[TRY IT] From the entries below, count every line that contains the word "utils". Please give the number and nothing else.

Dataset entries:

┌──

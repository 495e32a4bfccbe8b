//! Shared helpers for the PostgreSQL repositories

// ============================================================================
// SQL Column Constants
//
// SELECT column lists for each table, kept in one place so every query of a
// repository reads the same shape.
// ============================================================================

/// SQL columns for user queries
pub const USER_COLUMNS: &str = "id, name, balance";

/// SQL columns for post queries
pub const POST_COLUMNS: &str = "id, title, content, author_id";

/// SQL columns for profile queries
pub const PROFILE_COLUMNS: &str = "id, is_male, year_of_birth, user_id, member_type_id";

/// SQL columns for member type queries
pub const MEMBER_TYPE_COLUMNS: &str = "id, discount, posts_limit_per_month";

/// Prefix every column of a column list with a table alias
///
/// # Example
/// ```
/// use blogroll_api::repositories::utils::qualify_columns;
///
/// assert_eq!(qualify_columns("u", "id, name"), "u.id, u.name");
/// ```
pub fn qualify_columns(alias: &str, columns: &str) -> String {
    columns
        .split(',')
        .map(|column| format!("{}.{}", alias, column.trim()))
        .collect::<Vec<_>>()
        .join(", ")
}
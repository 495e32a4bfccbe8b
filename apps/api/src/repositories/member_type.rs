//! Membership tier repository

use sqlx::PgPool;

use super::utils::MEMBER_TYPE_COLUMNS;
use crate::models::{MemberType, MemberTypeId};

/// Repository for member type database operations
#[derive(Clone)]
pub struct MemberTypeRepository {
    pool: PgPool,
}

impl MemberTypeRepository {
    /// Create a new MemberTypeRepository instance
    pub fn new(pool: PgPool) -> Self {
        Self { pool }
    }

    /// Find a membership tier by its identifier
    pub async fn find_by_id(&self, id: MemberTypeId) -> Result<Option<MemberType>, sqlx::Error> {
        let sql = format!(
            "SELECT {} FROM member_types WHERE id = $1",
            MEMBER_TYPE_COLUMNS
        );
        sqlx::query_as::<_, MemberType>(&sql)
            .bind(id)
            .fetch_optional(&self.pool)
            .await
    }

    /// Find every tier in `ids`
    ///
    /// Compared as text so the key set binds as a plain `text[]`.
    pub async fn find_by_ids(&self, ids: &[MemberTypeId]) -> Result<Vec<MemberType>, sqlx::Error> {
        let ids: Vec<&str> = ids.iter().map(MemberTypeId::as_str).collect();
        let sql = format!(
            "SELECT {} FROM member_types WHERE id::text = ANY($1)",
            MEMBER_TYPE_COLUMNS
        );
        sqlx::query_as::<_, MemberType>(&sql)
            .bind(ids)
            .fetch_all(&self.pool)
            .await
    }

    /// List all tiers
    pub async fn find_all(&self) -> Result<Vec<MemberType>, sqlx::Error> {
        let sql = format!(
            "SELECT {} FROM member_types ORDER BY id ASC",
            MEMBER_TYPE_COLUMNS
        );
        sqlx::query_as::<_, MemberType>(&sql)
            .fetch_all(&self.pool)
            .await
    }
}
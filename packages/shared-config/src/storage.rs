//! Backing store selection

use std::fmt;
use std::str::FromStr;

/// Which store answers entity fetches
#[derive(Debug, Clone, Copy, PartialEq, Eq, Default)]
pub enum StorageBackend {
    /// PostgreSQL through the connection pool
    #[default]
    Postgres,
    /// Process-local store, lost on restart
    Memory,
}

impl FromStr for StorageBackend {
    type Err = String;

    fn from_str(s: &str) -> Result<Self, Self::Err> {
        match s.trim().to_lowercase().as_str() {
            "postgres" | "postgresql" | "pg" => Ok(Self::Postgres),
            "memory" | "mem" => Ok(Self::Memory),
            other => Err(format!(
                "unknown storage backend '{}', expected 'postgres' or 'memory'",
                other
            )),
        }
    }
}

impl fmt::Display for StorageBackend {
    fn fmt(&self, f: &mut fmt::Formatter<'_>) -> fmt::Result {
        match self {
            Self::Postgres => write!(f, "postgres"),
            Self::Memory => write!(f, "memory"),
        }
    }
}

└──

[SOLUTION] 2